▶ **What the task asks**: Please reproduce verbatim the lines below, from the first through the one with "use crate::constants::*;".

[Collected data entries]
====

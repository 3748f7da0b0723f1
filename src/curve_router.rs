use anyhow::{anyhow, bail, Result};
use async_trait::async_trait;
use borsh::BorshDeserialize;
use chrono::{Duration as ChronoDuration, Utc};
use once_cell::sync::Lazy;
use solana_sdk::{
    compute_budget::ComputeBudgetInstruction,
    instruction::{AccountMeta, Instruction},
    message::Message,
    pubkey::Pubkey,
    transaction::Transaction,
};
use std::str::FromStr;
use std::sync::Arc;
use std::time::Duration;
use tracing::{debug, info, warn};

use crate::chain_rpc::{associated_token_address, ChainRpc};
use crate::constants::*;
use crate::error_classifier::{classify_error, ErrorCode};
use crate::models::{LifecycleState, TradeAction};
use crate::swap_router::{
    min_output_after_slippage, ExecuteOptions, SwapIntent, SwapQuote, SwapResult, SwapRouter,
    UnsignedSwap,
};
use crate::wallet_vault::SigningKey;

static CURVE_PROGRAM: Lazy<Pubkey> =
    Lazy::new(|| Pubkey::from_str(CURVE_PROGRAM_ID).expect("static program id"));
static FEE_RECIPIENT: Lazy<Pubkey> = Lazy::new(|| {
    Pubkey::from_str("CebN5WGQ4jvEPvsVU4EoHEpgzq1VV7AbicfhtW4xC9iM").expect("static account")
});

/// On-chain bonding curve account state (Borsh, behind an 8-byte Anchor
/// discriminator).
#[derive(Debug, Clone, BorshDeserialize)]
pub struct CurveState {
    pub virtual_token_reserves: u64,
    pub virtual_sol_reserves: u64,
    pub real_token_reserves: u64,
    pub real_sol_reserves: u64,
    pub token_total_supply: u64,
    pub complete: bool,
}

impl CurveState {
    /// Tokens out for a SOL input, constant product over virtual reserves.
    pub fn buy_output(&self, sol_in: u64) -> Result<u64> {
        if self.virtual_sol_reserves == 0 || self.virtual_token_reserves == 0 {
            bail!("curve has empty virtual reserves");
        }
        let k = self.virtual_sol_reserves as u128 * self.virtual_token_reserves as u128;
        let new_sol = self.virtual_sol_reserves as u128 + sol_in as u128;
        let new_tokens = k / new_sol;
        let out = self.virtual_token_reserves as u128 - new_tokens;
        // Cannot exceed what the curve actually holds.
        Ok((out.min(self.real_token_reserves as u128)) as u64)
    }

    /// Lamports out for a raw token input.
    pub fn sell_output(&self, tokens_in: u64) -> Result<u64> {
        if self.virtual_sol_reserves == 0 || self.virtual_token_reserves == 0 {
            bail!("curve has empty virtual reserves");
        }
        let k = self.virtual_sol_reserves as u128 * self.virtual_token_reserves as u128;
        let new_tokens = self.virtual_token_reserves as u128 + tokens_in as u128;
        let new_sol = k / new_tokens;
        let out = self.virtual_sol_reserves as u128 - new_sol;
        Ok((out.min(self.real_sol_reserves as u128)) as u64)
    }

    /// Spot price in lamports per raw token unit.
    pub fn spot_price_lamports(&self) -> f64 {
        if self.virtual_token_reserves == 0 {
            return 0.0;
        }
        self.virtual_sol_reserves as f64 / self.virtual_token_reserves as f64
    }

    /// Graduated: completed flag set or reserves past the migration line.
    pub fn is_graduated(&self) -> bool {
        self.complete || self.virtual_sol_reserves >= CURVE_GRADUATION_LAMPORTS
    }
}

/// Direct bonding-curve venue: derives the curve PDA, reads reserves, prices
/// with constant-product math, and builds program instructions locally.
pub struct CurveRouter {
    rpc: Arc<ChainRpc>,
}

impl CurveRouter {
    pub fn new(rpc: Arc<ChainRpc>) -> Self {
        Self { rpc }
    }

    /// Curve PDA for a mint.
    pub fn derive_curve(token_mint: &Pubkey) -> Pubkey {
        Pubkey::find_program_address(&[CURVE_SEED, token_mint.as_ref()], &CURVE_PROGRAM).0
    }

    /// Load and decode the curve account, using the hinted pubkey when the
    /// candidate carried one.
    pub async fn fetch_state(&self, token_mint: &Pubkey, hint: Option<&Pubkey>) -> Result<CurveState> {
        let curve = hint.copied().unwrap_or_else(|| Self::derive_curve(token_mint));
        let data = self.rpc.get_account_data(&curve).await?;
        if data.len() <= 8 {
            bail!("curve account too small: {} bytes", data.len());
        }
        // Skip the 8-byte discriminator.
        CurveState::try_from_slice(&data[8..])
            .map_err(|e| anyhow!("failed to decode curve state: {}", e))
    }

    fn swap_instruction(
        &self,
        intent: &SwapIntent,
        token_mint: &Pubkey,
        curve: &Pubkey,
        amount: u64,
        limit: u64,
    ) -> Instruction {
        let user_ata = associated_token_address(&intent.user_pubkey, token_mint);
        let curve_ata = associated_token_address(curve, token_mint);

        let mut data = Vec::with_capacity(24);
        match intent.side {
            TradeAction::Buy => {
                data.extend_from_slice(&CURVE_BUY_DISCRIMINATOR);
                // amount = tokens expected, limit = max SOL cost
                data.extend_from_slice(&limit.to_le_bytes());
                data.extend_from_slice(&amount.to_le_bytes());
            }
            TradeAction::Sell => {
                data.extend_from_slice(&CURVE_SELL_DISCRIMINATOR);
                // amount = tokens in, limit = min SOL out
                data.extend_from_slice(&amount.to_le_bytes());
                data.extend_from_slice(&limit.to_le_bytes());
            }
        }

        Instruction {
            program_id: *CURVE_PROGRAM,
            accounts: vec![
                AccountMeta::new(*FEE_RECIPIENT, false),
                AccountMeta::new_readonly(*token_mint, false),
                AccountMeta::new(*curve, false),
                AccountMeta::new(curve_ata, false),
                AccountMeta::new(user_ata, false),
                AccountMeta::new(intent.user_pubkey, true),
                AccountMeta::new_readonly(solana_sdk::system_program::id(), false),
                AccountMeta::new_readonly(spl_token::id(), false),
            ],
            data,
        }
    }
}

#[async_trait]
impl SwapRouter for CurveRouter {
    fn name(&self) -> &'static str {
        "curve"
    }

    fn can_handle(&self, intent: &SwapIntent) -> bool {
        intent.chain == "solana"
            && (intent.bonding_curve.is_some()
                || matches!(intent.lifecycle_state, Some(LifecycleState::PreGraduation)))
    }

    async fn quote(&self, intent: &SwapIntent) -> Result<SwapQuote> {
        let token_mint = Pubkey::from_str(&intent.token_mint)
            .map_err(|e| anyhow!("invalid mint {}: {}", intent.token_mint, e))?;
        let state = self
            .fetch_state(&token_mint, intent.bonding_curve.as_ref())
            .await?;

        if state.is_graduated() {
            bail!("token has graduated from the bonding curve");
        }

        let expected_output = match intent.side {
            TradeAction::Buy => state.buy_output(intent.amount)?,
            TradeAction::Sell => state.sell_output(intent.amount)?,
        };
        let min_output = min_output_after_slippage(expected_output, intent.slippage_bps);

        // Price impact: spot price vs effective fill price.
        let spot = state.spot_price_lamports();
        let effective = match intent.side {
            TradeAction::Buy if expected_output > 0 => intent.amount as f64 / expected_output as f64,
            TradeAction::Sell if intent.amount > 0 => expected_output as f64 / intent.amount as f64,
            _ => spot,
        };
        let price_impact_percent = if spot > 0.0 {
            ((effective - spot) / spot * 100.0).abs()
        } else {
            0.0
        };

        let quoted_at = Utc::now();
        debug!(
            "💱 Curve quote {} {}: in={} out={} (min {})",
            intent.side.as_str(),
            intent.token_mint,
            intent.amount,
            expected_output,
            min_output
        );

        Ok(SwapQuote {
            router: self.name(),
            expected_output,
            min_output,
            price_impact_percent,
            route_plan: serde_json::json!({
                "venue": "bonding-curve",
                "virtual_sol_reserves": state.virtual_sol_reserves,
                "virtual_token_reserves": state.virtual_token_reserves,
            }),
            quoted_at,
            // Curve quotes go stale with the blockhash window (~60s of slots);
            // be stricter than that.
            expires_at: quoted_at + ChronoDuration::seconds(20),
            last_valid_block_height: None,
        })
    }

    async fn build_tx(&self, quote: &SwapQuote, intent: &SwapIntent) -> Result<UnsignedSwap> {
        let token_mint = Pubkey::from_str(&intent.token_mint)?;
        let curve = intent
            .bonding_curve
            .unwrap_or_else(|| Self::derive_curve(&token_mint));

        let limit = match intent.side {
            // Max SOL we are willing to pay: input plus slippage headroom.
            TradeAction::Buy => {
                (intent.amount as u128 * (10_000u128 + intent.slippage_bps as u128) / 10_000u128)
                    as u64
            }
            TradeAction::Sell => quote.min_output,
        };
        let amount = match intent.side {
            TradeAction::Buy => quote.expected_output,
            TradeAction::Sell => intent.amount,
        };

        let instruction = self.swap_instruction(intent, &token_mint, &curve, amount, limit);
        let blockhash_info = self.rpc.latest_blockhash().await?;

        Ok(UnsignedSwap::Instructions {
            instructions: vec![instruction],
            payer: intent.user_pubkey,
            blockhash: blockhash_info.blockhash,
            last_valid_block_height: blockhash_info.last_valid_block_height,
        })
    }

    async fn execute(
        &self,
        unsigned: UnsignedSwap,
        signer: &SigningKey,
        options: &ExecuteOptions,
    ) -> Result<SwapResult> {
        let UnsignedSwap::Instructions {
            instructions,
            payer,
            blockhash,
            last_valid_block_height,
        } = unsigned
        else {
            bail!("curve router executes locally built instructions only");
        };

        let mut all = Vec::with_capacity(instructions.len() + 2);
        if options.priority_fee_lamports > 0 {
            // Compute unit price is micro-lamports per CU; budget 200k CUs.
            let micro_lamports = options.priority_fee_lamports.saturating_mul(5); // 1e6 / 200k
            all.push(ComputeBudgetInstruction::set_compute_unit_limit(200_000));
            all.push(ComputeBudgetInstruction::set_compute_unit_price(micro_lamports));
        }
        all.extend(instructions);

        let keypair = signer.keypair()?;
        let message = Message::new_with_blockhash(&all, Some(&payer), &blockhash);
        let mut tx = Transaction::new_unsigned(message);
        tx.try_sign(&[&keypair], blockhash)
            .map_err(|e| anyhow!("signing failed: {}", e))?;

        let guard = options.last_valid_block_height.unwrap_or(last_valid_block_height);
        let timeout = Duration::from_millis(options.confirm_timeout_ms);

        match self
            .rpc
            .send_and_confirm(&tx, timeout, guard, options.use_anti_mev)
            .await
        {
            Ok(signature) => {
                info!("✅ Curve swap confirmed: {}", signature);
                Ok(SwapResult {
                    success: true,
                    signature: Some(signature.to_string()),
                    actual_input: None,
                    actual_output: None,
                    error: None,
                    error_code: None,
                    router: self.name(),
                })
            }
            Err(e) => {
                let msg = e.to_string();
                let code = classify_error(&msg);
                warn!("❌ Curve swap failed ({}): {}", code.as_str(), msg);
                Ok(SwapResult::failure(self.name(), msg, code))
            }
        }
    }
}

#[cfg(test)]
mod tests {
    use super::*;

    fn state(v_sol: u64, v_tok: u64) -> CurveState {
        CurveState {
            virtual_token_reserves: v_tok,
            virtual_sol_reserves: v_sol,
            real_token_reserves: v_tok,
            real_sol_reserves: v_sol,
            token_total_supply: 1_000_000_000_000_000,
            complete: false,
        }
    }

    #[test]
    fn buy_output_follows_constant_product() {
        let s = state(30_000_000_000, 1_000_000_000_000_000);
        let out = s.buy_output(1_000_000_000).unwrap(); // 1 SOL in
        // k/(vS+in) leaves ~vT*30/31; out ~ vT/31
        let expected = 1_000_000_000_000_000u128
            - (30_000_000_000u128 * 1_000_000_000_000_000u128) / 31_000_000_000u128;
        assert_eq!(out as u128, expected);
        assert!(out > 0);
    }

    #[test]
    fn sell_output_is_inverse_shaped() {
        let s = state(30_000_000_000, 1_000_000_000_000_000);
        let tokens = s.buy_output(1_000_000_000).unwrap();
        let back = s.sell_output(tokens).unwrap();
        // Selling the tokens just bought against the same reserves returns
        // slightly less than 1 SOL due to curve movement, never more.
        assert!(back <= 1_000_000_000);
        assert!(back > 900_000_000);
    }

    #[test]
    fn graduation_detection() {
        let mut s = state(30_000_000_000, 1_000_000_000_000_000);
        assert!(!s.is_graduated());
        s.complete = true;
        assert!(s.is_graduated());

        let big = state(CURVE_GRADUATION_LAMPORTS, 1_000_000_000_000_000);
        assert!(big.is_graduated());
    }

    #[test]
    fn buy_output_capped_by_real_reserves() {
        let mut s = state(1_000_000_000, 1_000_000_000_000);
        s.real_token_reserves = 10;
        let out = s.buy_output(100_000_000_000).unwrap();
        assert_eq!(out, 10);
    }

    #[test]
    fn curve_pda_is_deterministic() {
        let mint = Pubkey::new_unique();
        assert_eq!(CurveRouter::derive_curve(&mint), CurveRouter::derive_curve(&mint));
    }

    #[test]
    fn empty_reserves_error_instead_of_divide_by_zero() {
        let s = state(0, 0);
        assert!(s.buy_output(1).is_err());
        assert!(s.sell_output(1).is_err());
    }
}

====

▶ **Expected output**:
repository 3748f7da0b0723f1
filename src/curve_router.rs
use anyhow::{anyhow, bail, Result};
use async_trait::async_trait;
use borsh::BorshDeserialize;
use chrono::{Duration as ChronoDuration, Utc};
use once_cell::sync::Lazy;
use solana_sdk::{
    compute_budget::ComputeBudgetInstruction,
    instruction::{AccountMeta, Instruction},
    message::Message,
    pubkey::Pubkey,
    transaction::Transaction,
};
use std::str::FromStr;
use std::sync::Arc;
use std::time::Duration;
use tracing::{debug, info, warn};

use crate::chain_rpc::{associated_token_address, ChainRpc};
use crate::constants::*;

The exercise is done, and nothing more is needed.